Fatih'te bir günah AVLUSU!

19 Ağustos 2009 01:31  

 

Fatih'te bir günah AVLUSU!

Belediye Başkanı Mustafa Demir’in ilçesinin olduğu kadar İstanbul’un en büyük camisi Fatih’te bu olup bitenden haberi var mıdır bilmiyoruz ama mutlaka vardır diyor ve ekliyoruz: “Senin bu günahlarının öbür dünyada affedilmesi gibi bir şansın yok arkadaş”

Burası İstanbul’un en önemli camilerinden Fatih Cami... Yani fethettiği İstanbul’la bir çağı kapatıp yeni bir çağa isim babası olan Fatih Sultan Mehmet’in kemiklerinin mezarında sızladığı yer...

Bize gelen bir mektup üzerine harekete geçtik. Gittiğimizde gördüklerimiz karşısında kanımız dondu. İçimizden geçenlerle cami gibi kutsal bir yerin avlusunda günahlara girdik. Burası resmen bir cami avlusundan çok hayvanları hedef alan özel bir ölüm ve işkence avlusuydu...

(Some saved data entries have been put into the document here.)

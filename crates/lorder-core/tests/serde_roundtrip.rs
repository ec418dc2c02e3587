use lorder_core::{
    Presentation, RunProvenance, SchemaVersion, Verdict, Word, CERTIFICATE_SCHEMA,
};

#[test]
fn words_serialize_as_plain_strings() {
    let word = Word::parse("abAB").expect("word");
    let json = serde_json::to_string(&word).expect("serialize");
    assert_eq!(json, "\"abAB\"");
    let decoded: Word = serde_json::from_str(&json).expect("deserialize");
    assert_eq!(decoded, word);
}

#[test]
fn unreduced_words_are_rejected_on_deserialize() {
    let result: Result<Word, _> = serde_json::from_str("\"aA\"");
    assert!(result.is_err());
}

#[test]
fn presentation_round_trip_json() {
    let presentation = Presentation::parse(
        "a.b",
        &["ababaBaaB".to_string(), "ababAbbAb".to_string()],
    )
    .expect("presentation");
    let json = serde_json::to_string_pretty(&presentation).expect("serialize");
    let decoded: Presentation = serde_json::from_str(&json).expect("deserialize");
    assert_eq!(decoded, presentation);
    assert_eq!(decoded.generators_dotted(), "a.b");
    assert_eq!(decoded.letters(), vec!['a', 'b', 'A', 'B']);
}

#[test]
fn provenance_round_trip_json() {
    let provenance = RunProvenance::new("rep", 3, 52, "2024-01-01T00:00:00Z")
        .with_tool("lorder-core", "0.1.0");
    let json = serde_json::to_value(&provenance).expect("serialize");
    assert_eq!(json["schema"], "1.0.0");
    let decoded: RunProvenance = serde_json::from_value(json).expect("deserialize");
    assert_eq!(decoded, provenance);
    assert!(decoded.schema.is_compatible(&SchemaVersion::new(1, 4, 0)));
    assert!(!decoded.schema.is_compatible(&SchemaVersion::new(2, 0, 0)));
}

#[test]
fn provenance_without_schema_defaults_to_current() {
    let json = r#"{"input_hash": "x", "radius": 2, "precision_bits": 53, "created_at": ""}"#;
    let decoded: RunProvenance = serde_json::from_str(json).expect("deserialize");
    assert_eq!(decoded.schema, CERTIFICATE_SCHEMA);
    assert!(decoded.tool_versions.is_empty());
}

#[test]
fn malformed_schema_version_is_rejected() {
    assert!(serde_json::from_str::<SchemaVersion>("\"1.0\"").is_err());
    assert!(serde_json::from_str::<SchemaVersion>("\"1.x.0\"").is_err());
}

#[test]
fn verdicts_use_kebab_case() {
    let json = serde_json::to_string(&Verdict::Indeterminate).expect("serialize");
    assert_eq!(json, "\"indeterminate\"");
}
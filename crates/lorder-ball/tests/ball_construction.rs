mod common;

use common::{ball, exact};
use lorder_ball::{BallConfig, CayleyBall};
use lorder_core::{ExactGroup, GroupOracle, LoError, Word};

#[test]
fn free_abelian_ball_counts_lattice_points() -> Result<(), LoError> {
    let ball = ball(ExactGroup::FreeAbelian, 3)?;
    assert_eq!(ball.len(), 25);
    assert_eq!(ball.pairs().len(), 12);
    let summary = ball.summary();
    assert_eq!(summary.radius, 3);
    assert_eq!(summary.elements, 25);
    assert_eq!(summary.collisions, 53 - 25);
    Ok(())
}

#[test]
fn klein_bottle_ball_sizes() -> Result<(), LoError> {
    assert_eq!(ball(ExactGroup::KleinBottle, 1)?.len(), 5);
    assert_eq!(ball(ExactGroup::KleinBottle, 2)?.len(), 13);
    assert_eq!(ball(ExactGroup::KleinBottle, 3)?.len(), 25);
    Ok(())
}

#[test]
fn identity_is_the_empty_word() -> Result<(), LoError> {
    let ball = ball(ExactGroup::KleinBottle, 2)?;
    let identity = ball.identity();
    assert!(ball.word(identity).is_empty());
    assert_eq!(ball.inverse_of(identity), identity);
    assert!(ball.oracle().is_identity(ball.element(identity)));
    Ok(())
}

#[test]
fn pair_labels_are_mutually_inverse() -> Result<(), LoError> {
    let ball = ball(ExactGroup::KleinBottle, 3)?;
    for pair in ball.pairs() {
        assert_eq!(ball.word(pair.second), &ball.word(pair.first).invert());
        assert_eq!(ball.inverse_of(pair.first), pair.second);
        assert_eq!(ball.inverse_of(pair.second), pair.first);
        assert!(pair.first < pair.second);
    }
    Ok(())
}

#[test]
fn every_non_identity_element_is_in_exactly_one_pair() -> Result<(), LoError> {
    let ball = ball(ExactGroup::FreeAbelian, 2)?;
    for id in ball.ids().skip(1) {
        let count = ball.pairs().iter().filter(|pair| pair.contains(id)).count();
        assert_eq!(count, 1, "element {} pairing", ball.word(id));
    }
    Ok(())
}

#[test]
fn products_resolve_inside_the_ball() -> Result<(), LoError> {
    let ball = ball(ExactGroup::FreeAbelian, 2)?;
    let a = ball.find_word(&Word::parse("a")?)?.expect("a in ball");
    let b = ball.find_word(&Word::parse("b")?)?.expect("b in ball");
    let ab = ball.product(a, b).expect("ab in ball");
    assert_eq!(Some(ab), ball.product(b, a));
    assert_eq!(ball.product(a, ball.inverse_of(a)), Some(ball.identity()));
    let aa = ball.product(a, a).expect("aa in ball");
    assert_eq!(ball.product(aa, aa), None);
    Ok(())
}

#[test]
fn radius_zero_is_rejected() {
    let err = ball(ExactGroup::FreeAbelian, 0).unwrap_err();
    assert_eq!(err.info().code, "ball-radius");
    let config = BallConfig { radius: 0 };
    let err = CayleyBall::from_config(exact(ExactGroup::FreeAbelian), &config).unwrap_err();
    assert_eq!(err.info().code, "config-radius");
}

#[test]
fn involutions_are_rejected() {
    let err = ball(ExactGroup::Cyclic(4), 1).unwrap_err();
    assert_eq!(err.info().code, "ball-involution");
    assert_eq!(err.info().context.get("word"), Some(&"b".to_string()));
}

#[test]
fn finite_cyclic_group_collapses_to_its_elements() -> Result<(), LoError> {
    let ball = ball(ExactGroup::Cyclic(5), 2)?;
    assert_eq!(ball.len(), 5);
    assert_eq!(ball.pairs().len(), 2);
    Ok(())
}

#[test]
fn default_config_uses_radius_three() -> Result<(), LoError> {
    let config: BallConfig = serde_json::from_str("{}").expect("config");
    assert_eq!(config, BallConfig::default());
    let ball = CayleyBall::from_config(exact(ExactGroup::FreeAbelian), &config)?;
    assert_eq!(ball.radius(), 3);
    Ok(())
}

#[test]
fn conjugates_skip_intermediate_products() -> Result<(), LoError> {
    let ball = ball(ExactGroup::KleinBottle, 1)?;
    let a = ball.find_word(&Word::parse("a")?)?.expect("a");
    let b = ball.find_word(&Word::parse("b")?)?.expect("b");
    assert_eq!(ball.product(a, b), None);
    assert_eq!(ball.conjugate(a, b), Some(ball.inverse_of(b)));
    assert_eq!(ball.conjugate(ball.identity(), a), Some(a));
    // b·a·B lies outside the radius-1 ball.
    assert_eq!(ball.conjugate(b, a), None);
    let outside = ball.conjugate_value(b, a);
    assert!(ball.oracle().equal(&outside, &ball.oracle().represent(&Word::parse("bba")?)?));
    Ok(())
}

Peygamber efendimizin bile özellikle kediler konusunda ne denli hassas olduğu herkesçe bilinirken bu bilincin Fatih gibi sözde İslam’ın sancağını taşıyan bir ilçede bilinememesi bizi çok şaşırttı...

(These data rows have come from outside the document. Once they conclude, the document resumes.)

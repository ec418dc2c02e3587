use std::collections::BTreeSet;

use lorder_core::{join_dotted, Claim, ErrorInfo, GroupOracle, LoError, Verdict, Word};
use serde::{Deserialize, Serialize};
use tracing::{debug, info, warn};

use crate::certificate::Certificate;
use crate::tree::{check_structure, ProofStats, ProofTree, StructuralDefect};

/// A definite reason why the claims do not prove non-orderability.
#[derive(Debug, Clone, PartialEq, Eq, Serialize, Deserialize)]
#[serde(tag = "failure", rename_all = "kebab-case")]
pub enum ClaimFailure {
    /// An edge label is the identity, so it cannot be positive.
    TrivialEdgeLabel {
        /// The offending label.
        label: Word,
    },
    /// A trivial token that does not appear on the claim's path.
    ForeignToken {
        /// Dot-joined path of the claim.
        path: String,
        /// The token.
        token: Word,
    },
    /// The trivial tokens do not multiply to the identity.
    NotTrivial {
        /// Dot-joined path of the claim.
        path: String,
        /// The reduced product.
        product: Word,
    },
}

/// Numeric check of a claim set at one precision.
#[derive(Debug, Clone, PartialEq, Eq, Serialize, Deserialize)]
#[serde(tag = "status", rename_all = "kebab-case")]
pub enum ClaimCheck {
    /// Every query settled in favour of the proof.
    Passed,
    /// A query settled against the proof.
    Failed(ClaimFailure),
    /// No query failed but some could not be settled.
    Indeterminate {
        /// Number of unsettled queries.
        unsettled: usize,
    },
}

/// Runs the oracle checks on claims whose tree is already known to be valid.
///
/// Every edge label must be non-trivial and every claim's trivial tokens must
/// come from its own path and multiply to the identity. A definite failure
/// wins over unsettled queries.
pub fn verify_claims<O: GroupOracle>(
    oracle: &O,
    tree: &ProofTree,
    claims: &[Claim],
) -> Result<ClaimCheck, LoError> {
    let mut unsettled = 0;
    for label in tree.edge_labels() {
        match oracle.decide(&label)? {
            Verdict::Nontrivial => {}
            Verdict::Trivial => {
                return Ok(ClaimCheck::Failed(ClaimFailure::TrivialEdgeLabel { label }))
            }
            Verdict::Indeterminate => unsettled += 1,
        }
    }
    for claim in claims {
        let allowed: BTreeSet<&Word> = claim.path.iter().collect();
        if let Some(token) = claim.trivial.iter().find(|token| !allowed.contains(token)) {
            return Ok(ClaimCheck::Failed(ClaimFailure::ForeignToken {
                path: claim.path_dotted(),
                token: token.clone(),
            }));
        }
        let product = claim.trivial_product();
        match oracle.decide(&product)? {
            Verdict::Trivial => {}
            Verdict::Nontrivial => {
                return Ok(ClaimCheck::Failed(ClaimFailure::NotTrivial {
                    path: claim.path_dotted(),
                    product,
                }))
            }
            Verdict::Indeterminate => {
                debug!(path = %claim.path_dotted(), bits = oracle.precision(), "claim unsettled");
                unsettled += 1;
            }
        }
    }
    Ok(if unsettled == 0 {
        ClaimCheck::Passed
    } else {
        ClaimCheck::Indeterminate { unsettled }
    })
}

/// Overall answer of the verifier.
#[derive(Debug, Clone, Copy, PartialEq, Eq, Serialize, Deserialize)]
#[serde(rename_all = "kebab-case")]
pub enum CertificateVerdict {
    /// Structure and every numeric claim check out.
    Verified,
    /// A numeric check settled against the certificate.
    Disproved,
    /// The claims do not form a valid proof tree.
    StructuralInvalid,
    /// Some query stayed unsettled up to the precision ceiling.
    Inconclusive,
}

/// Precision schedule of the verifier.
#[derive(Debug, Clone, PartialEq, Eq, Serialize, Deserialize)]
pub struct VerifierConfig {
    /// First precision tried, in bits.
    #[serde(default = "default_initial_bits")]
    pub initial_bits: u32,
    /// Precision ceiling, in bits.
    #[serde(default = "default_max_bits")]
    pub max_bits: u32,
}

fn default_initial_bits() -> u32 {
    16
}

fn default_max_bits() -> u32 {
    64
}

impl Default for VerifierConfig {
    fn default() -> Self {
        Self {
            initial_bits: default_initial_bits(),
            max_bits: default_max_bits(),
        }
    }
}

/// Everything the verifier learned about a certificate.
#[derive(Debug, Clone, PartialEq, Eq, Serialize, Deserialize)]
pub struct VerificationReport {
    /// Overall answer.
    pub verdict: CertificateVerdict,
    /// Precisions tried, in order.
    pub bits_tried: Vec<u32>,
    /// Precision at which the numeric checks settled.
    #[serde(skip_serializing_if = "Option::is_none")]
    pub settled_bits: Option<u32>,
    /// Structural defect for [`CertificateVerdict::StructuralInvalid`].
    #[serde(skip_serializing_if = "Option::is_none")]
    pub defect: Option<StructuralDefect>,
    /// Failure for [`CertificateVerdict::Disproved`].
    #[serde(skip_serializing_if = "Option::is_none")]
    pub failure: Option<ClaimFailure>,
    /// Size of the proof.
    pub stats: ProofStats,
    /// Content hash of the verified certificate.
    pub certificate_hash: String,
}

impl VerificationReport {
    /// Whether the verdict is [`CertificateVerdict::Verified`].
    pub fn is_verified(&self) -> bool {
        self.verdict == CertificateVerdict::Verified
    }
}

/// Certificate checker with precision escalation.
#[derive(Debug, Clone, PartialEq, Eq)]
pub struct Verifier {
    initial_bits: u32,
    max_bits: u32,
}

impl Verifier {
    /// Creates a verifier trying `initial_bits` first and never exceeding `max_bits`.
    pub fn new(initial_bits: u32, max_bits: u32) -> Result<Self, LoError> {
        if initial_bits == 0 || max_bits < initial_bits {
            return Err(LoError::Config(
                ErrorInfo::new("config-precision", "need 0 < initial_bits <= max_bits")
                    .with_context("initial_bits", initial_bits.to_string())
                    .with_context("max_bits", max_bits.to_string()),
            ));
        }
        Ok(Self {
            initial_bits,
            max_bits,
        })
    }

    /// Creates a verifier from a validated configuration.
    pub fn from_config(config: &VerifierConfig) -> Result<Self, LoError> {
        Self::new(config.initial_bits, config.max_bits)
    }

    /// Checks structure once, then the numeric claims at doubling precision.
    ///
    /// Only unsettled queries trigger a retry, and every retry re-runs all
    /// numeric checks. Errors are reserved for malformed input such as
    /// letters the oracle does not know.
    pub fn verify<O: GroupOracle>(
        &self,
        oracle: &O,
        certificate: &Certificate,
    ) -> Result<VerificationReport, LoError> {
        let presentation = certificate.presentation()?;
        if presentation.generators() != oracle.generators() {
            return Err(LoError::Certificate(
                ErrorInfo::new(
                    "cert-generators",
                    "certificate generators differ from the oracle's",
                )
                .with_context("certificate", presentation.generators_dotted())
                .with_context("oracle", oracle.generators().iter().collect::<String>()),
            ));
        }
        if let Some(relators) = oracle.relators() {
            if !same_relators(presentation.relators(), relators) {
                return Err(LoError::Certificate(
                    ErrorInfo::new(
                        "cert-relators",
                        "certificate relators differ from the oracle's",
                    )
                    .with_context("certificate", join_dotted(presentation.relators()))
                    .with_context("oracle", join_dotted(relators)),
                ));
            }
        }

        let claims = &certificate.proof;
        let mut report = VerificationReport {
            verdict: CertificateVerdict::Inconclusive,
            bits_tried: Vec::new(),
            settled_bits: None,
            defect: None,
            failure: None,
            stats: ProofStats::compute(claims),
            certificate_hash: certificate.content_hash()?,
        };

        let tree = match check_structure(claims) {
            Ok(tree) => tree,
            Err(defect) => {
                info!(%defect, "certificate structure rejected");
                report.verdict = CertificateVerdict::StructuralInvalid;
                report.defect = Some(defect);
                return Ok(report);
            }
        };

        let mut bits = self.initial_bits;
        loop {
            report.bits_tried.push(bits);
            let check = verify_claims(&oracle.with_precision(bits), &tree, claims)?;
            match check {
                ClaimCheck::Passed => {
                    report.verdict = CertificateVerdict::Verified;
                    report.settled_bits = Some(bits);
                    break;
                }
                ClaimCheck::Failed(failure) => {
                    report.verdict = CertificateVerdict::Disproved;
                    report.settled_bits = Some(bits);
                    report.failure = Some(failure);
                    break;
                }
                ClaimCheck::Indeterminate { unsettled } => {
                    if bits >= self.max_bits {
                        warn!(bits, unsettled, "precision ceiling reached");
                        break;
                    }
                    let next = bits.saturating_mul(2).min(self.max_bits);
                    warn!(bits, next, unsettled, "escalating precision");
                    bits = next;
                }
            }
        }
        info!(
            name = %certificate.name,
            verdict = ?report.verdict,
            bits = ?report.settled_bits,
            "certificate checked"
        );
        Ok(report)
    }
}

/// Relator lists agree up to order and repetition.
fn same_relators(certificate: &[Word], oracle: &[Word]) -> bool {
    let left: BTreeSet<&str> = certificate.iter().map(Word::as_str).collect();
    let right: BTreeSet<&str> = oracle.iter().map(Word::as_str).collect();
    left == right
}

Lafı daha fazla uzatmıyor ve Fatih’in duyarlı vatandaşlarından bize gönderilen bir mektubu noktasına virgülüne dokunmadan yayınlıyoruz. Biliyoruz ki bu haber Başkan Demir’in partisinin genel başkanı ve Başbakan Recep Tayyip Erdoğan’ın önüne gidecektir.

İnsan psikolojisini bozmamak adına avluda görüntülediğimiz onlarca sakat kedi ve yavrularının yaralı, kafaları gözleri patlatılmış, gözleri oyulmuş, derileri yüzülmüş resimlerini yayınlamıyoruz... Bizden istenmesi halinde bu resimleri ilgili yerlere vereceğiz...

İşte o mektup:

“Fatih Camisiyle ilgili bir çok şeyden kimsenin haberi yok. Çok çaresiz olduğumuz durumlar hariç yardım istemediğimiz ve bir sene boyunca 1400 ten fazla yavru yetişkin demeden ‘senin ölmene daha çok var sen dayanmazsın seni almak lazım diyerekten bir nevi Tanrıcılık oynayarak ölecekle yaşayan arasında seçim yapmak zorunda kaldık.

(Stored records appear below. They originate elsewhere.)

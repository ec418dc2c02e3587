mod common;

use common::{weeks_certificate, weeks_claims};
use lorder_cert::{content_digest, Certificate};
use lorder_core::{LoError, RunProvenance};
use tempfile::tempdir;

const WEEKS_JSON: &str = r#"{
  "name": "weeks",
  "gens": "a.b",
  "rels": ["ababaBaaB", "ababAbbAb"],
  "proof": [
    ["a.b.aB", "a.b.a.b.aB.a.aB"],
    ["a.b.bA", "b.a.b.a.bA.b.bA"],
    ["a.B", "B.a.B.B.a.a.B.a.a.B"]
  ],
  "group_args": [1, 1, 1]
}"#;

fn provenance() -> RunProvenance {
    RunProvenance::new("abc", 3, 53, "2026-01-01T00:00:00Z").with_tool("lorder", "0.1.0")
}

#[test]
fn parses_the_published_layout() -> Result<(), LoError> {
    let parsed = Certificate::from_json(WEEKS_JSON)?;
    assert_eq!(parsed, weeks_certificate(weeks_claims())?);
    assert_eq!(parsed.proof[2].trivial_len(), 10);
    Ok(())
}

#[test]
fn json_text_round_trips() -> Result<(), LoError> {
    let certificate = weeks_certificate(weeks_claims())?.with_provenance(provenance());
    let text = certificate.to_json()?;
    assert!(text.contains("\"a.b.aB\""));
    assert_eq!(Certificate::from_json(&text)?, certificate);
    Ok(())
}

#[test]
fn write_creates_directories_and_load_reads_back() -> Result<(), LoError> {
    let dir = tempdir().expect("tempdir");
    let path = dir.path().join("nested").join("weeks.json");
    let certificate = weeks_certificate(weeks_claims())?;
    certificate.write(&path)?;
    assert_eq!(Certificate::load(&path)?, certificate);
    Ok(())
}

#[test]
fn missing_file_reports_path() {
    let dir = tempdir().expect("tempdir");
    let path = dir.path().join("absent.json");
    let err = Certificate::load(&path).unwrap_err();
    assert_eq!(err.info().code, "cert-read");
    assert!(err.info().context.contains_key("path"));
}

#[test]
fn malformed_claim_is_rejected_on_load() {
    let text = WEEKS_JSON.replace("\"a.b.aB\", \"a.b.a.b.aB.a.aB\"", "\"a.b.aA\", \"a\"");
    let err = Certificate::from_json(&text).unwrap_err();
    assert_eq!(err.info().code, "json-read");
}

#[test]
fn content_hash_ignores_provenance() -> Result<(), LoError> {
    let bare = weeks_certificate(weeks_claims())?;
    let stamped = bare.clone().with_provenance(provenance());
    assert_eq!(bare.content_hash()?, stamped.content_hash()?);
    assert_eq!(bare.content_hash()?.len(), 64);
    assert_eq!(bare.content_hash()?, content_digest(&bare)?);

    let mut renamed = bare.clone();
    renamed.name = "weeks-copy".to_string();
    assert_ne!(bare.content_hash()?, renamed.content_hash()?);
    Ok(())
}

#[test]
fn unknown_claim_letters_fail_presentation_check() -> Result<(), LoError> {
    let mut certificate = weeks_certificate(weeks_claims())?;
    certificate.proof[0].trivial[0] = lorder_core::Word::parse("c")?;
    let err = certificate.presentation().unwrap_err();
    assert_eq!(err.info().code, "word-alphabet");
    Ok(())
}
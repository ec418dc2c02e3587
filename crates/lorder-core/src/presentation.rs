//! Finite group presentations over single-letter generators.

use std::collections::BTreeSet;

use serde::{Deserialize, Serialize};

use crate::errors::{ErrorInfo, LoError};
use crate::word::{invert_letter, parse_dotted, Word};

fn presentation_error(code: &str, message: impl Into<String>) -> LoError {
    LoError::Word(ErrorInfo::new(code, message))
}

fn generator_error(code: &str, message: &str, generator: char) -> LoError {
    LoError::Word(ErrorInfo::new(code, message).with_context("generator", generator.to_string()))
}

/// Generators and relators of a finitely presented group.
#[derive(Debug, Clone, PartialEq, Eq, Serialize, Deserialize)]
pub struct Presentation {
    generators: Vec<char>,
    relators: Vec<Word>,
}

impl Presentation {
    /// Validates and builds a presentation.
    ///
    /// Generators must be distinct lowercase letters and relators may only
    /// use those generators and their inverses.
    pub fn new(generators: Vec<char>, relators: Vec<Word>) -> Result<Self, LoError> {
        if generators.is_empty() {
            return Err(presentation_error(
                "presentation-empty",
                "a presentation needs at least one generator",
            ));
        }
        let mut seen = BTreeSet::new();
        for &generator in &generators {
            if !generator.is_ascii_lowercase() {
                return Err(generator_error(
                    "presentation-generator",
                    "generators must be lowercase ASCII letters",
                    generator,
                ));
            }
            if !seen.insert(generator) {
                return Err(generator_error(
                    "presentation-duplicate",
                    "generator listed more than once",
                    generator,
                ));
            }
        }
        let presentation = Self {
            generators,
            relators,
        };
        for relator in &presentation.relators {
            presentation.check_word(relator)?;
        }
        Ok(presentation)
    }

    /// Parses the dot separated generator list used by certificates (`"a.b"`).
    pub fn parse(generators: &str, relators: &[String]) -> Result<Self, LoError> {
        let mut letters = Vec::new();
        for token in generators.split('.') {
            let mut chars = token.chars();
            match (chars.next(), chars.next()) {
                (Some(letter), None) => letters.push(letter),
                _ => {
                    return Err(LoError::Word(
                        ErrorInfo::new(
                            "presentation-generator",
                            "generator tokens must be single letters",
                        )
                        .with_context("token", token),
                    ))
                }
            }
        }
        let relators = relators
            .iter()
            .map(|text| Word::parse(text))
            .collect::<Result<Vec<_>, _>>()?;
        Self::new(letters, relators)
    }

    /// Ordered generator letters.
    pub fn generators(&self) -> &[char] {
        &self.generators
    }

    /// Ordered relator words.
    pub fn relators(&self) -> &[Word] {
        &self.relators
    }

    /// Number of generators.
    pub fn rank(&self) -> usize {
        self.generators.len()
    }

    /// Generators followed by their inverses, the letter order used for ball enumeration.
    pub fn letters(&self) -> Vec<char> {
        self.generators
            .iter()
            .copied()
            .chain(self.generators.iter().copied().map(invert_letter))
            .collect()
    }

    /// Dot separated generator list (`"a.b"`).
    pub fn generators_dotted(&self) -> String {
        let parts: Vec<String> = self.generators.iter().map(char::to_string).collect();
        parts.join(".")
    }

    /// Rejects words using letters outside this presentation.
    pub fn check_word(&self, word: &Word) -> Result<(), LoError> {
        for letter in word.letters() {
            if !self.generators.contains(&letter.to_ascii_lowercase()) {
                return Err(LoError::Word(
                    ErrorInfo::new("word-alphabet", "word uses an unknown generator")
                        .with_context("word", word.as_str())
                        .with_context("letter", letter.to_string()),
                ));
            }
        }
        Ok(())
    }

    /// Parses and checks a dot separated token list against the alphabet.
    pub fn parse_tokens(&self, text: &str) -> Result<Vec<Word>, LoError> {
        let words = parse_dotted(text)?;
        for word in &words {
            self.check_word(word)?;
        }
        Ok(words)
    }
}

Bu süre içinde yetişkinlerde dahil 1000 i aşkın sayıda yuvalandırma yaptık. Resimler çekildi,ilanlar açıldı. Gazetelere yuvalandırma için ilanlar verildi.

Gece gündüz demeden binlerce kişiyle konuşup içlerinden bir can bakmaya,bir canın sorumluluğunu alabilecek istekte kişileri seçtik. Bazen bu kararlarımız geri gelmelerle sonuçlansada genelde seçimlerimizde başarılı olduk. Fatih camiinden o can pazarından kurtulan 1000 i aşkın kedi şu anda bir evin bir gülü olarak yaşamına devam ediyor.

2008 in haziran ayından beri camiye atılan hiç bir hayvanı göz ardı etmedik.Ne zaman ki ilgilendiğimiz anlaşıldı,her yere bu haber yayıldı zaten devam eden atılmalar 2-3 katına çıktı.

Mart ayından beri 300den fazla bebek atıldı camiye,çoğu çuvalların içinde,annelerinden ayrılarak, eşleriyle (plasentaları) ine birlikte, kaza geçiren, köpek parçalayan, 1 günlük, 3 günlük yavru kediler, kör kediler, fıtıklı kediler.

Yine de usanmadık;ama yavaş yavaş sahiplendirmeler kesildi,yaz dönemi geldi hastalıklar baş gösterdi,iç parazit ve pireler hayvanları kemirmeye başladı,yaralarını kurtlar sarmaya başladı. Gözü kurtlanmış kediler mi istersiniz iç organları kemirilmiş kediler mi,hepsi var.

Tatile gidenler hayvanlarını camiye atmaya başladılar, caminin ortasında her gün kedi taşıma kapları buluyoruz, kim bilir içlerinden çıkan kediler nerede evden atılmış hangi hayvan,caminin neresine saklandı o korkuyla,ya da evine dönmeye çalışırken yollarda ezildi.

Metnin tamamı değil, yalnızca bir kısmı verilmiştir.